The question is, why the rapid-response, effective international reaction to one case and not the other? For with Rusesabagina there has been only muted international engagement. Those nations that have taken an interest have largely done so with the bland diplomatic phrase “we are monitoring the situation.”
It is a bad situation that was instigated by and is being controlled and manipulated by a head of state that is known to be a vindictive, violent, paranoid bully, not even above physically striking cabinet members who displease him.

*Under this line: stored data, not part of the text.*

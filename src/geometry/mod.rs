//! Rays, transforms, and the shading-normal wrapper (§3 Ray / Surface point).

use std::ops::{Deref, Mul};

use cgmath::{InnerSpace, Matrix4, SquareMatrix};

use crate::{Float, Point3f, Vec3f, INFINITY};

pub mod bounds;

pub use bounds::{Bounds2, Bounds2f, Bounds2i, Bounds3, Bounds3f};

/// A ray segment: origin, unit direction, and a parametric `[tmin, tmax]`
/// window. `tmax == INFINITY` is the "no bound" sentinel (§3).
#[derive(Clone, Copy, Debug, PartialEq)]
pub struct Ray {
    pub origin: Point3f,
    pub dir: Vec3f,
    pub t_max: Float,
    pub time: Float,
}

impl Ray {
    pub fn new(origin: Point3f, dir: Vec3f) -> Self {
        Self {
            origin,
            dir,
            t_max: INFINITY,
            time: 0.0,
        }
    }

    #[inline]
    pub fn at(&self, t: Float) -> Point3f {
        self.origin + self.dir * t
    }
}

/// Ray differentials for texture-filter antialiasing (§3). Absent unless a
/// camera generated them, and propagated by reflection/refraction laws.
#[derive(Clone, Copy, Debug, PartialEq)]
pub struct Differential {
    pub rx_origin: Point3f,
    pub rx_dir: Vec3f,
    pub ry_origin: Point3f,
    pub ry_dir: Vec3f,
}

#[derive(Clone, Copy, Debug, PartialEq)]
pub struct RayDifferential {
    pub ray: Ray,
    pub diff: Option<Differential>,
}

impl RayDifferential {
    pub fn new(ray: Ray) -> Self {
        Self { ray, diff: None }
    }

    /// Scales the differential offsets by `1/sqrt(samples_per_pixel)` so
    /// supersampled rays don't overestimate the footprint (teacher's
    /// `SamplerIntegrator::render` calls this once per camera sample).
    pub fn scale_differentials(&mut self, s: Float) {
        if let Some(d) = &mut self.diff {
            d.rx_origin = self.ray.origin + (d.rx_origin - self.ray.origin) * s;
            d.ry_origin = self.ray.origin + (d.ry_origin - self.ray.origin) * s;
            d.rx_dir = self.ray.dir + (d.rx_dir - self.ray.dir) * s;
            d.ry_dir = self.ray.dir + (d.ry_dir - self.ray.dir) * s;
        }
    }
}

/// Shading/geometric normal wrapper; keeps "this is a normal, transform with
/// the inverse-transpose" distinct from a plain direction vector at the type
/// level (§9 design notes call for small, explicit wrapper types rather than
/// ad hoc conventions).
#[derive(Clone, Copy, Debug, PartialEq)]
pub struct Normal3(pub Vec3f);

impl Normal3 {
    pub fn dot(&self, v: Vec3f) -> Float {
        self.0.dot(v)
    }

    pub fn face_forward(self, v: Vec3f) -> Self {
        if self.0.dot(v) < 0.0 {
            Normal3(-self.0)
        } else {
            self
        }
    }
}

impl Deref for Normal3 {
    type Target = Vec3f;
    fn deref(&self) -> &Self::Target {
        &self.0
    }
}

impl std::ops::MulAssign<Float> for Normal3 {
    fn mul_assign(&mut self, s: Float) {
        self.0 *= s;
    }
}

/// An affine transform carried with its inverse precomputed, as every
/// `Shape` needs both directions for every intersection (object_to_world /
/// world_to_object) without repeated inversion.
#[derive(Clone, Copy, Debug, PartialEq)]
pub struct Transform {
    pub m: Matrix4<Float>,
    pub m_inv: Matrix4<Float>,
}

impl Transform {
    pub fn identity() -> Self {
        Self {
            m: Matrix4::from_scale(1.0),
            m_inv: Matrix4::from_scale(1.0),
        }
    }

    pub fn from_matrix(m: Matrix4<Float>) -> Self {
        let m_inv = m.invert().expect("singular transform matrix");
        Self { m, m_inv }
    }

    pub fn translate(delta: Vec3f) -> Self {
        Self {
            m: Matrix4::from_translation(delta),
            m_inv: Matrix4::from_translation(-delta),
        }
    }

    pub fn scale(x: Float, y: Float, z: Float) -> Self {
        Self {
            m: Matrix4::from_nonuniform_scale(x, y, z),
            m_inv: Matrix4::from_nonuniform_scale(1.0 / x, 1.0 / y, 1.0 / z),
        }
    }

    pub fn inverse(&self) -> Self {
        Self {
            m: self.m_inv,
            m_inv: self.m,
        }
    }

    pub fn camera_look_at(pos: Point3f, look: Point3f, up: Vec3f) -> Self {
        let dir = (look - pos).normalize();
        let right = up.normalize().cross(dir).normalize();
        let new_up = dir.cross(right);
        let m = Matrix4::from_cols(
            right.extend(0.0),
            new_up.extend(0.0),
            dir.extend(0.0),
            pos.to_homogeneous(),
        );
        Self::from_matrix(m)
    }

    pub fn perspective(fov_deg: Float, near: Float, far: Float) -> Self {
        let inv_tan = 1.0 / (fov_deg.to_radians() / 2.0).tan();
        let persp = Matrix4::new(
            inv_tan, 0.0, 0.0, 0.0,
            0.0, inv_tan, 0.0, 0.0,
            0.0, 0.0, far / (far - near), 1.0,
            0.0, 0.0, -far * near / (far - near), 0.0,
        );
        Self::from_matrix(persp)
    }

    pub fn transform(&self, p: Point3f) -> Point3f {
        use cgmath::EuclideanSpace;
        let hp = self.m * p.to_homogeneous();
        if hp.w == 1.0 {
            Point3f::from_homogeneous(hp)
        } else {
            Point3f::from_homogeneous(hp / hp.w)
        }
    }

    pub fn transform_vec(&self, v: Vec3f) -> Vec3f {
        (self.m * v.extend(0.0)).truncate()
    }

    pub fn transform_normal(&self, n: Normal3) -> Normal3 {
        let m_inv_t = self.m_inv.transpose();
        Normal3((m_inv_t * n.0.extend(0.0)).truncate())
    }

    pub fn transform_ray_differential(&self, rd: RayDifferential) -> RayDifferential {
        RayDifferential {
            ray: self.transform_ray(rd.ray),
            diff: rd.diff.map(|d| Differential {
                rx_origin: self.transform(d.rx_origin),
                rx_dir: self.transform_vec(d.rx_dir),
                ry_origin: self.transform(d.ry_origin),
                ry_dir: self.transform_vec(d.ry_dir),
            }),
        }
    }

    pub fn transform_ray(&self, ray: Ray) -> Ray {
        Ray {
            origin: self.transform(ray.origin),
            dir: self.transform_vec(ray.dir),
            t_max: ray.t_max,
            time: ray.time,
        }
    }

    /// Transforms a point and returns the absolute rounding-error bound on
    /// the result, per the shape intersection robustness scheme (§9 notes on
    /// floating-point error propagation).
    pub fn transform_point_with_error(&self, p: Point3f) -> (Point3f, Vec3f) {
        use cgmath::EuclideanSpace;
        let m = self.m;
        let x_abs_sum = (m.x.x * p.x).abs() + (m.y.x * p.y).abs() + (m.z.x * p.z).abs() + m.w.x.abs();
        let y_abs_sum = (m.x.y * p.x).abs() + (m.y.y * p.y).abs() + (m.z.y * p.z).abs() + m.w.y.abs();
        let z_abs_sum = (m.x.z * p.x).abs() + (m.y.z * p.y).abs() + (m.z.z * p.z).abs() + m.w.z.abs();
        let err = crate::err_float::gamma(3) * Vec3f::new(x_abs_sum, y_abs_sum, z_abs_sum);
        let hp = m * p.to_homogeneous();
        let tp = if hp.w == 1.0 {
            Point3f::from_homogeneous(hp)
        } else {
            Point3f::from_homogeneous(hp / hp.w)
        };
        (tp, err)
    }

    /// Propagates an existing absolute error through the transform, combined
    /// with this transform's own rounding error.
    pub fn propagate_point_error(&self, p: Point3f, p_err: Vec3f) -> (Point3f, Vec3f) {
        use cgmath::EuclideanSpace;
        let m = self.m;
        let g = crate::err_float::gamma(3) + 1.0;
        let x_err = g * ((m.x.x.abs() * p_err.x) + (m.y.x.abs() * p_err.y) + (m.z.x.abs() * p_err.z));
        let y_err = g * ((m.x.y.abs() * p_err.x) + (m.y.y.abs() * p_err.y) + (m.z.y.abs() * p_err.z));
        let z_err = g * ((m.x.z.abs() * p_err.x) + (m.y.z.abs() * p_err.y) + (m.z.z.abs() * p_err.z));
        let (tp, rounding_err) = self.transform_point_with_error(p);
        (tp, Vec3f::new(x_err, y_err, z_err) + rounding_err)
    }

    /// Transforms a ray into this transform's space and reports the origin's
    /// absolute error and the direction's relative error bound, as
    /// `Sphere::intersect` needs before building `EFloat` coordinates.
    pub fn transform_ray_with_error(&self, ray: Ray) -> (Ray, (Vec3f, Vec3f)) {
        let (origin, origin_err) = self.transform_point_with_error(ray.origin);
        let dir = self.transform_vec(ray.dir);
        let dir_err = crate::err_float::gamma(3) * dir.map(Float::abs);
        (
            Ray {
                origin,
                dir,
                t_max: ray.t_max,
                time: ray.time,
            },
            (origin_err, dir_err),
        )
    }
}

impl Mul for Transform {
    type Output = Transform;
    fn mul(self, rhs: Transform) -> Transform {
        Transform {
            m: self.m * rhs.m,
            m_inv: rhs.m_inv * self.m_inv,
        }
    }
}
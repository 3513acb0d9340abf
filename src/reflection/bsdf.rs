//! Shading-frame BSDF aggregator: transforms world-space directions into
//! the local frame `(dpdu, dpdv, n)` and sums over the material's BxDF
//! lobes, as in `compute_scattering_functions` (§6 material.evaluate /
//! material.sample).

use arrayvec::ArrayVec;
use cgmath::InnerSpace;

use crate::reflection::{BxDFSample, BxDFType, BxDF};
use crate::spectrum::Spectrum;
use crate::{Float, Normal3, Point2f, Vec3f};

const MAX_BXDFS: usize = 8;

pub struct Bsdf<'a> {
    ns: Normal3,
    ng: Normal3,
    ss: Vec3f,
    ts: Vec3f,
    bxdfs: ArrayVec<[&'a dyn BxDF; MAX_BXDFS]>,
    /// Relative index of refraction, set by dielectric materials so the
    /// integrator's `specular_transmit` can compute the ray-differential
    /// refraction Jacobian without threading it through separately.
    pub eta: Float,
}

impl<'a> Bsdf<'a> {
    pub fn new(ng: Normal3, ns: Normal3, dpdu: Vec3f) -> Self {
        let ss = (dpdu - ns.0 * ns.0.dot(dpdu)).normalize();
        let ts = ns.0.cross(ss);
        Self {
            ns,
            ng,
            ss,
            ts,
            bxdfs: ArrayVec::new(),
            eta: 1.0,
        }
    }

    pub fn set_eta(&mut self, eta: Float) {
        self.eta = eta;
    }

    pub fn add(&mut self, bxdf: &'a dyn BxDF) {
        self.bxdfs.try_push(bxdf).ok();
    }

    pub fn num_components(&self, flags: BxDFType) -> usize {
        self.bxdfs.iter().filter(|b| b.matches(flags)).count()
    }

    fn to_local(&self, v: Vec3f) -> Vec3f {
        Vec3f::new(v.dot(self.ss), v.dot(self.ts), v.dot(self.ns.0))
    }

    fn to_world(&self, v: Vec3f) -> Vec3f {
        self.ss * v.x + self.ts * v.y + self.ns.0 * v.z
    }

    /// Sums `f(wo, wi)` over lobes matching `flags`, excluding lobes whose
    /// reflect/transmit side doesn't match the geometric-normal sign (to
    /// avoid light leaking through backfacing geometry).
    pub fn f(&self, wo_w: Vec3f, wi_w: Vec3f, flags: BxDFType) -> Spectrum {
        let wo = self.to_local(wo_w);
        let wi = self.to_local(wi_w);
        if wo.z == 0.0 {
            return Spectrum::uniform(0.0);
        }
        let reflect = wi_w.dot(self.ng.0) * wo_w.dot(self.ng.0) > 0.0;
        let mut f = Spectrum::uniform(0.0);
        for b in self.bxdfs.iter().filter(|b| b.matches(flags)) {
            let is_refl = b.kind().contains(BxDFType::REFLECTION);
            let is_trans = b.kind().contains(BxDFType::TRANSMISSION);
            if (reflect && is_refl) || (!reflect && is_trans) {
                f += b.f(wo, wi);
            }
        }
        f
    }

    /// Averages `pdf(wo, wi)` over lobes matching `flags`, the same set
    /// `sample_f` draws from, so it is consistent for MIS weighting.
    pub fn pdf(&self, wo_w: Vec3f, wi_w: Vec3f, flags: BxDFType) -> Float {
        let wo = self.to_local(wo_w);
        let wi = self.to_local(wi_w);
        if wo.z == 0.0 {
            return 0.0;
        }
        let matching: ArrayVec<[&dyn BxDF; MAX_BXDFS]> =
            self.bxdfs.iter().copied().filter(|b| b.matches(flags)).collect();
        if matching.is_empty() {
            return 0.0;
        }
        let sum: Float = matching.iter().map(|b| b.pdf(wo, wi)).sum();
        sum / matching.len() as Float
    }

    /// Samples one matching BxDF uniformly, as pbrt-family integrators do;
    /// `sampled_lobe` lets the caller know which capability (specular,
    /// diffuse, ...) produced the ray for the surface-integrator state
    /// machine's capability-flag transitions (§4.9).
    pub fn sample_f(&self, wo_w: Vec3f, u: Point2f, flags: BxDFType) -> Option<BxDFSample> {
        let matching: ArrayVec<[&dyn BxDF; MAX_BXDFS]> =
            self.bxdfs.iter().copied().filter(|b| b.matches(flags)).collect();
        if matching.is_empty() {
            return None;
        }
        let idx = ((u.x * matching.len() as Float) as usize).min(matching.len() - 1);
        let chosen = matching[idx];
        let wo = self.to_local(wo_w);
        if wo.z == 0.0 {
            return None;
        }
        let sample = chosen.sample_f(wo, u)?;
        if sample.pdf == 0.0 {
            return None;
        }
        let wi_w = self.to_world(sample.wi);

        // Combine with other matching lobes' pdf/value unless specular,
        // whose support is measure-zero and thus lobe-exclusive.
        let (pdf, f) = if chosen.kind().contains(BxDFType::SPECULAR) {
            (sample.pdf / matching.len() as Float, sample.f)
        } else {
            let mut pdf = sample.pdf;
            let mut f = sample.f;
            for &other in matching.iter() {
                if std::ptr::eq(other, chosen) {
                    continue;
                }
                pdf += other.pdf(wo, sample.wi);
                f += other.f(wo, sample.wi);
            }
            (pdf / matching.len() as Float, f)
        };

        Some(BxDFSample {
            wi: wi_w,
            f,
            pdf,
            sampled_type: sample.sampled_type,
        })
    }
}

The truth may be this: that unlike Belarus and Lukashenko, many Western nations have invested too much money, political capital and aid in Rwanda and Kagame to now be seen to criticise him.
Kagame in turn, seems to act as if he is untouchable, that the need for Rwanda to be seen as a successful home for Western aid and investment, allows him to do what the hell he likes, as long as he can keep everyone eyes on the limited (and increasingly untrue) success story that he has crafted and publicises.
But beware. Cosying up to a despot and dictator has an appalling history and ends, as with Saddam Hussein and Mu’ammar Ghaddafi, in bloodshed, international embarrassment and leaves the nation in turmoil.
If the West does not stand up to Kagame now for such a worthy cause as Paul Rusesabagina, who really did stand up for others, then for whom and for what?
If we do not say that we will sanction and penalise those who break international norms of behaviour and the requirements of fair and functioning statehood, and then actually apply those sanctions and penalties, we will be sowing the seeds of an appalling, unacceptable and bloody future harvest.
It will then be reason, justice and credibility that will have taken flight.